This repository contains R scripts to identify driver hotspot mutations in whole-genomes of APOBEC-enriched tumors. The original script was developed for whole-genome sequencing data (https://doi.org/10.1101/2023.08.09.23293865) as it assumes that most hotspot mutations (>1 mutations in the same genomic position) are passengers, which is the base for the background mutational rate. The background mutational rate also considers the trinucleotide context, the stability of hairpin loops, the sequence within the loops and the genomic region. These variables are provided or can be estimated with the scripts of this repository.

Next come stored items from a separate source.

impl GameWorld {
    /// Create a world sitting on the start screen
    pub fn new(seed: u64) -> Self {
        Self {
            seed,
            phase: GamePhase::Idle,
            mode: GameMode::Endless,
            score: 0,
            health: 100.0,
            tar: 0.0,
            level: 1,
            combo: 0,
            max_combo: 0,
            survival_time: 0.0,
            stats: SessionStats::default(),
            shield: Shield::default(),
            entities: Vec::new(),
            particles: Vec::new(),
            floating_texts: Vec::new(),
            spawn_timer: 0.0,
            level_timer: 0.0,
            bonus_spawns: Vec::new(),
            levelup_timer: 0.0,
            fact_index: None,
            screen_shake: 0.0,
            damage_flash: 0.0,
            game_time: 0.0,
            events: Vec::new(),
            rng: Pcg32::seed_from_u64(seed),
            next_id: 1,
        }
    }

    /// Reset everything and enter Playing in the given mode.
    /// Dropping the timer vectors cancels any pending bonus spawns, so a
    /// fresh session can never be mutated by leftovers of the previous one.
    pub fn start(&mut self, mode: GameMode, seed: u64) {
        *self = Self::new(seed);
        self.mode = mode;
        self.phase = GamePhase::Playing;
    }

    pub fn health(&self) -> f32 {
        self.health
    }

    pub fn tar(&self) -> f32 {
        self.tar
    }

    /// All health writes clamp to [0, 100]
    pub fn apply_damage(&mut self, amount: f32) {
        self.health = (self.health - amount).clamp(0.0, 100.0);
    }

    pub fn restore_health(&mut self, amount: f32) {
        self.health = (self.health + amount).clamp(0.0, 100.0);
    }

    /// All tar writes clamp to [0, 100]
    pub fn accumulate_tar(&mut self, amount: f32) {
        self.tar = (self.tar + amount).clamp(0.0, 100.0);
    }

    pub fn reduce_tar(&mut self, amount: f32) {
        self.tar = (self.tar - amount).clamp(0.0, 100.0);
    }

    /// The session terminates exactly when health empties or tar fills
    pub fn is_terminal(&self) -> bool {
        self.health <= 0.0 || self.tar >= 100.0
    }

    /// Allocate a new entity ID
    pub fn next_entity_id(&mut self) -> u32 {
        let id = self.next_id;
        self.next_id += 1;
        id
    }

    /// Emit a ring of particles at an effect origin
    pub fn spawn_burst(&mut self, origin: Vec2, kind: BurstKind) {
        let palette = kind.palette();
        let count = kind.count();

        for i in 0..count {
            let angle = std::f32::consts::TAU * i as f32 / count as f32
                + self.rng.random_range(0.0..0.5);
            let speed = self.rng.random_range(80.0..230.0);
            let color = palette[self.rng.random_range(0..palette.len())];

            self.particles.push(Particle {
                pos: origin,
                vel: Vec2::new(angle.cos() * speed, angle.sin() * speed - 80.0),
                life: 1.0,
                max_life: self.rng.random_range(0.6..1.2),
                color,
                size: self.rng.random_range(4.0..10.0),
            });
        }
    }

    pub fn push_floating_text(&mut self, pos: Vec2, text: impl Into<String>, color: &'static str) {
        self.floating_texts.push(FloatingText {
            pos,
            text: text.into(),
            color,
            life: 1.0,
        });
    }

    /// Publish a read-only copy for the UI layer
    pub fn snapshot(&self) -> HudSnapshot {
        HudSnapshot {
            phase: self.phase,
            mode: self.mode,
            score: self.score,
            health: self.health,
            tar: self.tar,
            level: self.level,
            combo: self.combo,
            max_combo: self.max_combo,
            survival_time: self.survival_time,
            stats: self.stats,
            fact_index: self.fact_index,
            screen_shake: self.screen_shake,
            damage_flash: self.damage_flash > 0.0,
        }
    }
}

/// One-way snapshot published after each tick for display purposes only
#[derive(Debug, Clone, Copy, PartialEq)]
pub struct HudSnapshot {
    pub phase: GamePhase,
    pub mode: GameMode,
    pub score: u64,
    pub health: f32,
    pub tar: f32,
    pub level: u32,
    pub combo: u32,
    pub max_combo: u32,
    pub survival_time: f32,
    pub stats: SessionStats,
    pub fact_index: Option<usize>,
    pub screen_shake: f32,
    pub damage_flash: bool,
}

#[cfg(test)]
mod tests {
    use super::*;

    #[test]
    fn test_health_and_tar_always_clamped() {
        let mut world = GameWorld::new(1);
        world.apply_damage(250.0);
        assert_eq!(world.health(), 0.0);
        world.restore_health(500.0);
        assert_eq!(world.health(), 100.0);
        world.accumulate_tar(180.0);
        assert_eq!(world.tar(), 100.0);
        world.reduce_tar(999.0);
        assert_eq!(world.tar(), 0.0);
    }

    #[test]
    fn test_terminal_condition() {
        let mut world = GameWorld::new(1);
        assert!(!world.is_terminal());
        world.apply_damage(100.0);
        assert!(world.is_terminal());

        let mut world = GameWorld::new(1);
        world.accumulate_tar(100.0);
        assert!(world.is_terminal());
    }

    #[test]
    fn test_start_resets_everything() {
        let mut world = GameWorld::new(7);
        world.score = 1234;
        world.apply_damage(60.0);
        world.level = 5;
        world.bonus_spawns.push(0.1);
        let id = world.next_entity_id();
        world.entities.push(FallingEntity {
            id,
            kind: EntityKind::Smoke,
            pos: Vec2::new(100.0, 100.0),
            speed: 150.0,
            size: 28.0,
            opacity: 1.0,
            zigzag: None,
        });

        world.start(GameMode::Survival, 8);
        assert_eq!(world.phase, GamePhase::Playing);
        assert_eq!(world.mode, GameMode::Survival);
        assert_eq!(world.score, 0);
        assert_eq!(world.health(), 100.0);
        assert_eq!(world.level, 1);
        assert!(world.entities.is_empty());
        assert!(world.bonus_spawns.is_empty());
    }

    #[test]
    fn test_shield_target_clamped_to_field() {
        let mut shield = Shield::default();
        shield.set_target(-500.0);
        assert_eq!(shield.target_x, SHIELD_WIDTH / 2.0);
        shield.set_target(5000.0);
        assert_eq!(shield.target_x, GAME_WIDTH - SHIELD_WIDTH / 2.0);
    }

    #[test]
    fn test_shield_easing_converges_without_overshoot() {
        let mut shield = Shield::default();
        shield.set_target(450.0);
        let mut last_gap = (shield.target_x - shield.x).abs();
        for _ in 0..300 {
            shield.ease_toward_target(1.0 / 60.0);
            let gap = (shield.target_x - shield.x).abs();
            assert!(gap <= last_gap);
            last_gap = gap;
        }
        assert!(last_gap < 0.5);
    }

    #[test]
    fn test_burst_counts() {
        let mut world = GameWorld::new(3);
        world.spawn_burst(Vec2::new(300.0, 200.0), BurstKind::Smoke);
        assert_eq!(world.particles.len(), 12);
        world.particles.clear();
        world.spawn_burst(Vec2::new(300.0, 200.0), BurstKind::Damage);
        assert_eq!(world.particles.len(), 20);
    }

    #[test]
    fn test_hazard_classification() {
        assert!(EntityKind::Smoke.is_hazard());
        assert!(EntityKind::SmokeFast.is_hazard());
        assert!(EntityKind::SmokeBig.is_hazard());
        assert!(EntityKind::SmokeZigzag.is_hazard());
        assert!(EntityKind::Tar.is_hazard());
        assert!(EntityKind::Cigarette.is_hazard());
        assert!(!EntityKind::FreshAir.is_hazard());
        assert!(!EntityKind::Medicine.is_hazard());
    }

    #[test]
    fn test_cigarette_hits_hardest() {
        for kind in [
            EntityKind::Smoke,
            EntityKind::SmokeFast,
            EntityKind::SmokeZigzag,
            EntityKind::SmokeBig,
            EntityKind::Tar,
        ] {
            assert!(kind.lung_damage() < EntityKind::Cigarette.lung_damage());
            assert!(kind.lung_tar() < EntityKind::Cigarette.lung_tar());
        }
    }
}
//! OS signal handling.

/// Resolve when the process is asked to stop (Ctrl+C, or SIGTERM on unix).
pub async fn wait_for_signal() {
    let ctrl_c = async {
        if let Err(e) = tokio::signal::ctrl_c().await {
            tracing::error!(error = %e, "Failed to listen for Ctrl+C");
            std::future::pending::<()>().await;
        }
    };

    #[cfg(unix)]
    let terminate = async {
        match tokio::signal::unix::signal(tokio::signal::unix::SignalKind::terminate()) {
            Ok(mut sigterm) => {
                sigterm.recv().await;
            }
            Err(e) => {
                tracing::error!(error = %e, "Failed to install SIGTERM handler");
                std::future::pending::<()>().await;
            }
        }
    };

    #[cfg(not(unix))]
    let terminate = std::future::pending::<()>();

    tokio::select! {
        _ = ctrl_c => tracing::info!("Received Ctrl+C"),
        _ = terminate => tracing::info!("Received SIGTERM"),
    }
}
//! IP network ranges in CIDR notation.

use std::fmt;
use std::net::IpAddr;
use std::str::FromStr;

use thiserror::Error;

#[derive(Debug, Error, PartialEq, Eq)]
pub enum CidrError {
    #[error("invalid address in {0:?}")]
    InvalidAddress(String),
    #[error("invalid prefix length in {0:?}")]
    InvalidPrefix(String),
    #[error("{0:?} has host bits set")]
    HostBitsSet(String),
}

/// A contiguous block of addresses, e.g. `10.128.0.0/24`.
#[derive(Debug, Clone, Copy, PartialEq, Eq)]
pub struct IpNetwork {
    addr: IpAddr,
    prefix: u8,
}

impl IpNetwork {
    pub fn prefix(&self) -> u8 {
        self.prefix
    }

    /// Membership test. IPv4-mapped IPv6 addresses match IPv4 networks.
    pub fn contains(&self, ip: IpAddr) -> bool {
        match (self.addr, ip.to_canonical()) {
            (IpAddr::V4(net), IpAddr::V4(ip)) => {
                let mask = v4_mask(self.prefix);
                u32::from(ip) & mask == u32::from(net)
            }
            (IpAddr::V6(net), IpAddr::V6(ip)) => {
                let mask = v6_mask(self.prefix);
                u128::from(ip) & mask == u128::from(net)
            }
            _ => false,
        }
    }
}

fn v4_mask(prefix: u8) -> u32 {
    u32::MAX.checked_shl(32 - u32::from(prefix)).unwrap_or(0)
}

fn v6_mask(prefix: u8) -> u128 {
    u128::MAX.checked_shl(128 - u32::from(prefix)).unwrap_or(0)
}

impl FromStr for IpNetwork {
    type Err = CidrError;

    fn from_str(s: &str) -> Result<Self, Self::Err> {
        let s = s.trim();
        let (addr_part, prefix_part) = match s.split_once('/') {
            Some((addr, prefix)) => (addr, Some(prefix)),
            None => (s, None),
        };

        let addr: IpAddr = addr_part
            .parse()
            .map_err(|_| CidrError::InvalidAddress(s.to_string()))?;
        let max = if addr.is_ipv4() { 32 } else { 128 };

        let prefix = match prefix_part {
            Some(p) => p
                .parse::<u8>()
                .ok()
                .filter(|p| *p <= max)
                .ok_or_else(|| CidrError::InvalidPrefix(s.to_string()))?,
            None => max,
        };

        let network = IpNetwork { addr, prefix };
        let host_bits = match addr {
            IpAddr::V4(a) => u32::from(a) & !v4_mask(prefix) != 0,
            IpAddr::V6(a) => u128::from(a) & !v6_mask(prefix) != 0,
        };
        if host_bits {
            return Err(CidrError::HostBitsSet(s.to_string()));
        }
        Ok(network)
    }
}

impl fmt::Display for IpNetwork {
    fn fmt(&self, f: &mut fmt::Formatter<'_>) -> fmt::Result {
        write!(f, "{}/{}", self.addr, self.prefix)
    }
}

The scripts could easily be adapted to include other relevant co-variates or for specific cases.

Running the code

The user must provide a table with mutations indicating the sample, chr, position, etc. (see example file data/SNV_data.txt). This repository contains the following scripts:

  • 1.prepareData.R identifies APOBEC positive samples and calculates the APOBEC fold enrichment score in tri- and tetra-nucleotide context.
  • 2.Hairpinloops_stability.R will predict hairpin loops around all provided genomic positions (SNVs) and calculates the thermodynamic stability. It will also identify twin mutations and didymi.
  • 3. driverHotspotMuts.R identifies driver hotspot mutations modeled as a poisson process.

Citation

If you use this script in your work, please cite the original study (Under Review):

Nakauma-González JA, Rijnders M, Noordsij MTW, Martens JWM, van der Veldt AAM, Lolkema MPJ, Boormans JL, van de Werken HJG. Whole-genome mapping of APOBEC mutagenesis in metastatic urothelial carcinoma identifies driver hotspot mutations and a novel mutational signature. medRxiv, doi:https://doi.org/10.1101/2023.08.09.23293865.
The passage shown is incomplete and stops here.